As healthcare costs increase around the world, many countries are beginning to rely on disease registries, which can produce substantial savings. An international study of 13 registries in five countries (Australia, Denmark, Sweden, the U.K. and the U.S.) found that registries enable healthcare professionals to engage in continuous learning as well as identify and share best clinical practices.

Published as a web first article Dec. 7 on Health Affairs, Stefan Larson, senior partner and managing director in the Boston Consulting Group’s Stockholm office, and colleagues examined 13 registries that dealt with six medical conditions or procedures. In addition to analyzing both published and unpublished registry data, the authors interviewed 32 healthcare professionals to better understand how registries function and to identify ways they are able to influence clinical practice.

The authors found many examples where the use of the registry was associated with improvements in health outcomes. For example, Sweden began a registry for hip replacement surgery in 1979. Since then, Sweden has reduced its revision burden (the number of surgeries that have to be repeated as a share of total hip replacements in a given year) to 10 percent, saving some $14 million per year.

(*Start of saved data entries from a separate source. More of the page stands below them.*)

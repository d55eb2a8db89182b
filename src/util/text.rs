use std::borrow::Cow;
use std::cmp::Ordering;

use unicode_normalization::char::is_combining_mark;
use unicode_normalization::UnicodeNormalization;
use unicode_width::{UnicodeWidthChar, UnicodeWidthStr};

const ELLIPSIS: &str = "...";

/// Display width of a string in terminal columns (CJK and emoji count as 2).
pub fn display_width(s: &str) -> usize {
    UnicodeWidthStr::width(s)
}

/// Truncate `s` to at most `max_width` columns, appending "..." when cut.
///
/// Returns the input borrowed when it already fits. Widths of 3 or less get
/// a hard cut without ellipsis.
///
/// ```
/// use feedboard::util::truncate_to_width;
///
/// assert_eq!(truncate_to_width("Short", 10), "Short");
/// assert_eq!(truncate_to_width("Hello World", 8), "Hello...");
/// assert_eq!(truncate_to_width("Test", 2), "Te");
/// ```
pub fn truncate_to_width(s: &str, max_width: usize) -> Cow<'_, str> {
    if display_width(s) <= max_width {
        return Cow::Borrowed(s);
    }

    let (budget, suffix) = if max_width <= ELLIPSIS.len() {
        (max_width, "")
    } else {
        (max_width - ELLIPSIS.len(), ELLIPSIS)
    };

    let mut used = 0;
    let mut end = 0;
    for (idx, c) in s.char_indices() {
        let w = UnicodeWidthChar::width(c).unwrap_or(0);
        if used + w > budget {
            break;
        }
        used += w;
        end = idx + c.len_utf8();
    }

    Cow::Owned(format!("{}{}", &s[..end], suffix))
}

/// Strip terminal control characters and ANSI escape sequences.
///
/// Labels are scraped from arbitrary websites; rendering them raw would let a
/// feed move the cursor or retitle the terminal. Keeps `\t`, `\n` and `\r`.
pub fn strip_control_chars(s: &str) -> Cow<'_, str> {
    let is_unsafe = |c: char| c == '\u{1b}' || c == '\u{7f}' || (c < ' ' && !matches!(c, '\t' | '\n' | '\r'));
    if !s.chars().any(is_unsafe) {
        return Cow::Borrowed(s);
    }

    let mut out = String::with_capacity(s.len());
    let mut chars = s.chars().peekable();
    while let Some(c) = chars.next() {
        if c == '\u{1b}' {
            match chars.peek() {
                // CSI: ESC [ params... final byte in 0x40..=0x7e
                Some('[') => {
                    chars.next();
                    for n in chars.by_ref() {
                        if ('\u{40}'..='\u{7e}').contains(&n) {
                            break;
                        }
                    }
                }
                // OSC: ESC ] ... terminated by BEL or ESC \
                Some(']') => {
                    chars.next();
                    while let Some(n) = chars.next() {
                        if n == '\u{07}' {
                            break;
                        }
                        if n == '\u{1b}' && chars.peek() == Some(&'\\') {
                            chars.next();
                            break;
                        }
                    }
                }
                _ => {}
            }
        } else if !is_unsafe(c) {
            out.push(c);
        }
    }
    Cow::Owned(out)
}

/// Reduce an HTML snippet to plain text for the terminal.
///
/// Tags are dropped, block-level tags become line breaks, `<script>` and
/// `<style>` bodies are skipped, and the common entities are decoded. Runs of
/// blank lines collapse to one.
pub fn html_to_text(html: &str) -> String {
    let mut out = String::with_capacity(html.len());
    let mut rest = html;
    let mut skip_until: Option<&str> = None;

    while let Some(lt) = rest.find('<') {
        if skip_until.is_none() {
            push_decoded(&mut out, &rest[..lt]);
        }
        let Some(gt) = rest[lt..].find('>') else {
            rest = &rest[lt..];
            break;
        };
        let tag = rest[lt + 1..lt + gt].trim().to_ascii_lowercase();
        rest = &rest[lt + gt + 1..];

        let name: String = tag
            .trim_start_matches('/')
            .chars()
            .take_while(|c| c.is_ascii_alphanumeric())
            .collect();

        if let Some(end) = skip_until {
            if tag.starts_with('/') && name == end {
                skip_until = None;
            }
            continue;
        }
        match name.as_str() {
            "script" if !tag.starts_with('/') => skip_until = Some("script"),
            "style" if !tag.starts_with('/') => skip_until = Some("style"),
            "br" | "p" | "div" | "li" | "tr" | "h1" | "h2" | "h3" | "h4" | "h5" | "h6"
            | "blockquote" | "pre" | "ul" | "ol" | "table" => out.push('\n'),
            _ => {}
        }
    }
    if skip_until.is_none() {
        push_decoded(&mut out, rest);
    }

    let mut text = String::with_capacity(out.len());
    let mut blank_run = 0;
    for line in out.lines() {
        let line = line.split_whitespace().collect::<Vec<_>>().join(" ");
        if line.is_empty() {
            blank_run += 1;
            if blank_run > 1 || text.is_empty() {
                continue;
            }
        } else {
            blank_run = 0;
        }
        text.push_str(&line);
        text.push('\n');
    }
    text.trim_end().to_string()
}

fn push_decoded(out: &mut String, s: &str) {
    let mut rest = s;
    while let Some(amp) = rest.find('&') {
        out.push_str(&rest[..amp]);
        rest = &rest[amp..];
        let Some(semi) = rest.find(';').filter(|&i| i <= 10) else {
            out.push('&');
            rest = &rest[1..];
            continue;
        };
        let entity = &rest[1..semi];
        let decoded = match entity {
            "amp" => Some('&'),
            "lt" => Some('<'),
            "gt" => Some('>'),
            "quot" => Some('"'),
            "apos" => Some('\''),
            "nbsp" => Some(' '),
            _ => entity
                .strip_prefix("#x")
                .or_else(|| entity.strip_prefix("#X"))
                .and_then(|hex| u32::from_str_radix(hex, 16).ok())
                .or_else(|| entity.strip_prefix('#').and_then(|d| d.parse().ok()))
                .and_then(char::from_u32),
        };
        match decoded {
            Some(c) => {
                out.push(c);
                rest = &rest[semi + 1..];
            }
            None => {
                out.push('&');
                rest = &rest[1..];
            }
        }
    }
    out.push_str(rest);
}

/// Case-sensitive, locale-style string order.
///
/// Letters compare ignoring accents and case first, then accents, then case
/// with lowercase before uppercase, then by code point. So `apple < Apple <
/// banana < Zebra`, where a plain `str` compare puts every uppercase letter
/// first.
pub fn collate(a: &str, b: &str) -> Ordering {
    fn base(s: &str) -> impl Iterator<Item = char> + '_ {
        s.nfd()
            .filter(|c| !is_combining_mark(*c))
            .flat_map(char::to_lowercase)
    }
    fn accented(s: &str) -> impl Iterator<Item = char> + '_ {
        s.nfd().flat_map(char::to_lowercase)
    }
    fn case(s: &str) -> impl Iterator<Item = bool> + '_ {
        s.chars()
            .filter(|c| c.is_alphabetic())
            .map(char::is_uppercase)
    }

    base(a)
        .cmp(base(b))
        .then_with(|| accented(a).cmp(accented(b)))
        .then_with(|| case(a).cmp(case(b)))
        .then_with(|| a.cmp(b))
}

#[cfg(test)]
mod tests {
    use super::*;

    #[test]
    fn test_truncation() {
        assert_eq!(truncate_to_width("Hello World", 8), "Hello...");
        assert_eq!(truncate_to_width("Short", 10), "Short");
        assert_eq!(truncate_to_width("Test", 0), "");
        assert_eq!(truncate_to_width("Test", 3), "Tes");
    }

    #[test]
    fn test_cjk_truncation() {
        // 4 chars x 2 columns = 8; budget 7 - 3 = 4 columns
        assert_eq!(truncate_to_width("你好世界", 7), "你好...");
        assert_eq!(display_width("你好"), 4);
    }

    #[test]
    fn test_borrowed_when_fits() {
        assert!(matches!(truncate_to_width("fits", 4), Cow::Borrowed(_)));
        assert!(matches!(strip_control_chars("clean\ttext\n"), Cow::Borrowed(_)));
    }

    #[test]
    fn test_strips_ansi_sequences() {
        assert_eq!(strip_control_chars("a\x1b[31mred\x1b[0m b"), "ared b");
        assert_eq!(strip_control_chars("\x1b]0;title\x07x"), "x");
        assert_eq!(strip_control_chars("\x1b]0;title\x1b\\y"), "y");
        assert_eq!(strip_control_chars("bell\x07 del\x7f"), "bell del");
    }

    #[test]
    fn test_html_to_text() {
        let html = "<p>Hello &amp; <b>welcome</b></p><script>alert(1)</script><p>Line&#39;s two&nbsp;ok</p>";
        assert_eq!(html_to_text(html), "Hello & welcome\n\nLine's two ok");
    }

    #[test]
    fn test_html_to_text_keeps_unknown_entities() {
        assert_eq!(html_to_text("a &bogus; b & c"), "a &bogus; b & c");
        assert_eq!(html_to_text("x&#x41;y"), "xAy");
    }

    #[test]
    fn test_collate_orders_case_and_accents() {
        let mut words = vec!["banana", "Apple", "apple", "Zebra", "\u{e9}clair", "eclair"];
        words.sort_by(|a, b| collate(a, b));
        assert_eq!(
            words,
            vec!["apple", "Apple", "banana", "eclair", "\u{e9}clair", "Zebra"]
        );
        assert_eq!(collate("same", "same"), Ordering::Equal);
    }
}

The authors estimated that if the U.S. had in place a similar registry for hip-replacement surgery, it would avoid some $2 billion of an expected $24 billion in total costs for these surgeries in 2015.

“[Our data] suggests that by making outcome data transparent to both practitioners and the public, well-managed registries enable medical professionals to engage in continuous learning and to identify and share best clinical practices,” Larson and company wrote. “The apparent result: improved health outcomes, often at lower cost.”

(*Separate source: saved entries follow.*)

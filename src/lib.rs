//! feedboard: a terminal dashboard for aggregated feed backends.
//!
//! Items are fetched from a backend over HTTP, grouped client side by a
//! label, and tracked as read locally. The crate also ships a small HTTP
//! proxy that forwards `/api/*` requests to a backend chosen per request.

pub mod api;
pub mod app;
pub mod config;
pub mod grouping;
pub mod model;
pub mod preferences;
pub mod proxy;
pub mod read_state;
pub mod selection;
pub mod session;
pub mod storage;
pub mod ui;
pub mod util;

In effect, the registries studied functioned as a valued community partner, according to the authors, who added they worked to engage physicians and other clinical staff in the shared task of improving the quality of care and served as a clearinghouse for the dissemination and sharing of best practices.

The authors acknowledged that because the study was not a randomized controlled study that they cannot conclusively demonstrate a causal connection between the existence of registries and improvement in health outcomes. “Finally, because of the difficulty of finding consistent cross-national data on outcomes and costs, our estimates of costs avoided should be applied only with caution.”

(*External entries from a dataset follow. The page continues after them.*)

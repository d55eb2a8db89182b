//! List <-> reader navigation bridge.
//!
//! Opening an item snapshots where the user was (group label, group, list
//! position, item id, query) into session storage. The reader uses it to walk
//! "next item" through the same ordering without refetching; returning to the
//! list applies the deferred mark-read and restores the list position once
//! the list has been rebuilt, preferably from the cached result set.

use std::num::NonZeroUsize;
use std::sync::Arc;

use lru::LruCache;
use serde::{Deserialize, Serialize};

use crate::api::QueryResponse;
use crate::grouping::items_in_group;
use crate::model::FeedItem;
use crate::storage::{keys, Database};

/// Result sets kept per session. Small: each holds up to `limit` items.
const QUERY_CACHE_CAPACITY: usize = 8;

/// Where the user was when they opened an item.
#[derive(Debug, Clone, PartialEq, Eq, Serialize, Deserialize)]
pub struct NavigationContext {
    /// Identity of the item currently shown in the reader.
    pub item_id: String,
    pub group_label: String,
    pub group_name: String,
    /// Index of the opened item within its group's list.
    pub scroll_offset: usize,
    /// Cache key of the query that produced the list.
    pub query_key: String,
}

// ============================================================================
// Query Cache
// ============================================================================

/// Session-scoped LRU of query results keyed by `QueryParams::cache_key`.
pub struct QueryCache {
    entries: LruCache<String, Arc<QueryResponse>>,
}

impl Default for QueryCache {
    fn default() -> Self {
        Self::new(QUERY_CACHE_CAPACITY)
    }
}

impl QueryCache {
    pub fn new(capacity: usize) -> Self {
        let capacity = NonZeroUsize::new(capacity).unwrap_or(NonZeroUsize::MIN);
        Self {
            entries: LruCache::new(capacity),
        }
    }

    pub fn get(&mut self, key: &str) -> Option<Arc<QueryResponse>> {
        self.entries.get(key).cloned()
    }

    pub fn insert(&mut self, key: String, response: Arc<QueryResponse>) {
        self.entries.put(key, response);
    }

    /// Drop one entry (explicit refresh).
    pub fn invalidate(&mut self, key: &str) {
        self.entries.pop(key);
    }

    pub fn clear(&mut self) {
        self.entries.clear();
    }
}

// ============================================================================
// Session Bridge
// ============================================================================

/// Holds the navigation context while the reader is open.
pub struct SessionBridge {
    db: Database,
    current: Option<NavigationContext>,
}

impl SessionBridge {
    /// Start a new session, discarding `session.*` keys from earlier runs.
    pub async fn start(db: Database) -> Self {
        match db.remove_prefix(keys::SESSION_PREFIX).await {
            Ok(0) => {}
            Ok(n) => tracing::debug!(removed = n, "Cleared stale session keys"),
            Err(e) => tracing::warn!(error = %e, "Failed to clear stale session keys"),
        }
        Self { db, current: None }
    }

    pub fn context(&self) -> Option<&NavigationContext> {
        self.current.as_ref()
    }

    /// Snapshot the list context before the reader opens.
    pub async fn enter_detail(&mut self, ctx: NavigationContext) {
        tracing::debug!(item = %ctx.item_id, group = %ctx.group_name, "Entering reader");
        self.save(&ctx).await;
        self.current = Some(ctx);
    }

    /// The reader moved on to another item in the same group.
    pub async fn advance(&mut self, item_id: String) {
        let Some(mut ctx) = self.current.take() else {
            return;
        };
        ctx.item_id = item_id;
        self.save(&ctx).await;
        self.current = Some(ctx);
    }

    /// Leave the reader: returns the context to apply to the list and clears
    /// the session keys.
    pub async fn take_return(&mut self) -> Option<NavigationContext> {
        let ctx = self.current.take()?;
        for key in [keys::NAV_CONTEXT, keys::SCROLL] {
            if let Err(e) = self.db.remove_item(key).await {
                tracing::warn!(key, error = %e, "Failed to clear session key");
            }
        }
        Some(ctx)
    }

    /// Context persisted by this session, if any. Corrupt data is cleared.
    pub async fn load_persisted(&self) -> Option<NavigationContext> {
        let raw = match self.db.get_item(keys::NAV_CONTEXT).await {
            Ok(raw) => raw?,
            Err(e) => {
                tracing::warn!(error = %e, "Failed to read navigation context");
                return None;
            }
        };
        match serde_json::from_str(&raw) {
            Ok(ctx) => Some(ctx),
            Err(e) => {
                tracing::warn!(error = %e, "Stored navigation context is corrupt, clearing it");
                let _ = self.db.remove_item(keys::NAV_CONTEXT).await;
                None
            }
        }
    }

    async fn save(&self, ctx: &NavigationContext) {
        let encoded = match serde_json::to_string(ctx) {
            Ok(s) => s,
            Err(e) => {
                tracing::warn!(error = %e, "Failed to serialize navigation context");
                return;
            }
        };
        if let Err(e) = self.db.set_item(keys::NAV_CONTEXT, &encoded).await {
            tracing::warn!(error = %e, "Failed to persist navigation context");
        }
        if let Err(e) = self
            .db
            .set_item(keys::SCROLL, &ctx.scroll_offset.to_string())
            .await
        {
            tracing::warn!(error = %e, "Failed to persist scroll offset");
        }
    }
}

/// The item after `ctx.item_id` in its group, skipping read items.
///
/// Rebuilds the group ordering from the flat result set, so it works from a
/// cached response without a refetch. If the current item is no longer in
/// the group the first unread item is returned.
pub fn next_in_group<F>(items: &[FeedItem], ctx: &NavigationContext, is_read: F) -> Option<FeedItem>
where
    F: Fn(&str) -> bool,
{
    let group = items_in_group(items, &ctx.group_label, &ctx.group_name);
    let start = group
        .iter()
        .position(|item| item.identity() == ctx.item_id)
        .map_or(0, |i| i + 1);

    group
        .into_iter()
        .skip(start)
        .find(|item| item.identity() != ctx.item_id && !is_read(&item.identity()))
}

“The U.S. health payor system is complex and fragmented, with few common reporting standards and clinical outcome metrics across this system—even within the same specialty,” the authors discussed. “There is no national mechanism to compel providers to report outcomes to disease registries. Nor is there a unique patient identifier that would enable researchers to combine data across different disease states to examine the effect of complex comorbidities.”

Larson and colleagues called on the U.S. government to create the necessary regulations and seed funding. They suggested that insurance companies and drug and device manufacturers should help advance registries' development "because the high-quality data that registries produce would help them focus on genuine innovations to improve clinical outcomes and bend the healthcare cost curve."

Health registries can contribute to improving patient outcomes by engaging doctors and other clinical professionals in identifying, comparing and adopting best practices that can transform care and lower costs, the authors concluded.